And just like that, two paragraphs later, she is gone. After some debate, the house is handed over to her best friend, Madame Bondelle. We know some trace amount about her former neighbors the Zeds, but not what relationship they have to grief, to mirrors, to color, and to our world. The tone is even, matter-of-fact; the setting everyday. From materials of utmost simplicity, cannily arrayed, can the greatest mystery emerge.
For her anthology The Female Fantastic, Anne Richter chose Jehanne’s story “Annie,” perhaps because it suited her thesis of animal transformations as potentially liberating. In that tale, a newlywed woman, living a blissful life in a country manor her husband has inherited, meets a stone marten. By night, she and the weasel swap lives, so that in dreams she lives a ferocity and bloodlust she hadn’t realized her life was missing. The marten tricks her into changing bodies for good, and then frames her for the murder of her own children. Her husband and the marten leave; the house of sorrow is boarded up; and she alone, her name “still Annie,” is left to rehearse the story we have just been told, of love overshadowed by grief, the very memory of it fading from her animal mind and identity. The feel is that of a fairy tale, fleet and entrancing.
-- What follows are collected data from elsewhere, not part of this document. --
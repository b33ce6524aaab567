//! Storage interface for daily logs.
//!
//! A store persists whole days; it knows nothing about totals or statuses.
//! The backend is chosen once at startup from the configuration.

pub mod json_store;

use crate::config::Config;
use crate::db::sqlite_store::SqliteStore;
use crate::errors::AppResult;
use crate::models::DailyLog;
use crate::models::audit::AuditRecord;
use crate::utils::path::expand_tilde;
use chrono::NaiveDate;
use clap::ValueEnum;
use serde::{Deserialize, Serialize};
use std::fmt;

pub use json_store::JsonFileStore;

#[derive(Debug, Clone, Copy, PartialEq, Eq, Default, Serialize, Deserialize, ValueEnum)]
#[serde(rename_all = "lowercase")]
pub enum StorageKind {
    /// One SQLite database for all days and users.
    #[default]
    Sqlite,
    /// One JSON document per day under the data directory.
    Json,
}

impl fmt::Display for StorageKind {
    fn fmt(&self, f: &mut fmt::Formatter<'_>) -> fmt::Result {
        match self {
            StorageKind::Sqlite => write!(f, "sqlite"),
            StorageKind::Json => write!(f, "json"),
        }
    }
}

/// Edit callback applied by [`LogStore::modify`].
pub type DayEdit<'a> = dyn FnMut(DailyLog) -> AppResult<DailyLog> + 'a;

pub trait LogStore {
    fn kind(&self) -> StorageKind;

    /// Entries recorded for `date`; an empty log when nothing is stored.
    /// Derived totals on the returned log are not meaningful.
    fn read(&mut self, date: NaiveDate) -> AppResult<DailyLog>;

    /// Persist `log` in full, replacing what was stored for its date.
    /// An empty log removes the day.
    fn write(&mut self, log: &DailyLog) -> AppResult<()>;

    /// Read, apply `edit`, write back, isolated from concurrent writers of
    /// the same day. Nothing is written when `edit` fails.
    fn modify(&mut self, date: NaiveDate, edit: &mut DayEdit<'_>) -> AppResult<DailyLog>;

    /// Dates that have at least one stored entry, ascending.
    fn available_dates(&mut self) -> AppResult<Vec<NaiveDate>>;

    fn audit(&mut self, operation: &str, target: &str, message: &str) -> AppResult<()>;

    fn audit_trail(&mut self) -> AppResult<Vec<AuditRecord>>;

    fn read_many(&mut self, dates: &[NaiveDate]) -> AppResult<Vec<DailyLog>> {
        dates.iter().map(|d| self.read(*d)).collect()
    }
}

/// Open the backend selected in `cfg` for `user`.
pub fn open_store(cfg: &Config, user: &str) -> AppResult<Box<dyn LogStore>> {
    tracing::debug!(storage = %cfg.storage, user, "opening store");

    match cfg.storage {
        StorageKind::Sqlite => {
            let path = expand_tilde(&cfg.database);
            Ok(Box::new(SqliteStore::open(&path, user)?))
        }
        StorageKind::Json => {
            let dir = expand_tilde(&cfg.data_dir);
            Ok(Box::new(JsonFileStore::open(&dir, user)?))
        }
    }
}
“Who is That Up There?” with its almost comically spooky title follows Helen, an orphan in a new home, a “modest one-story house in the woods, with an almost flat roof that seemed to sink the house into the ground, like a mummified mushroom.” Helen hears footsteps above, but the refusal of George and Georgina, her foster brother and mother, to even acknowledge her questions on the subject arouses her suspicions. Her eventual entrance to the attic, achieved with a hatchet, seems to lead her to the direst of fates — “her scream turned into a piercing howl, fading down the entire scale of unspeakable terror” — but then the story abruptly switches POV, another stylistic trick Jehanne often uses, to that of two elderly neighbors. Who are Georges and Georgina? What happens to Helen? The key lies in an earlier paragraph, a conversation between foster brother and mother incomprehensible to Helen:
“ — ‘Borrowed clothes cling to any skin.’ I can’t say I like this one.
—That doesn’t matter. It has to suit you, as mine suits me. And no point being so solicitous about Helen. The word solicitous makes you snicker. Yet you must know that with our disguises we don conventions, those of language, like any other. But I’m wrong to fear for you. How could you ever go back far enough to rediscover the notion of feeling?”
It’s not much of a key, and therein lies the eerie, elusive allure.
I love the double-meaning of LES PLUMES DU CORBEAU. Apparently I will need to brush up on my French reading skills .…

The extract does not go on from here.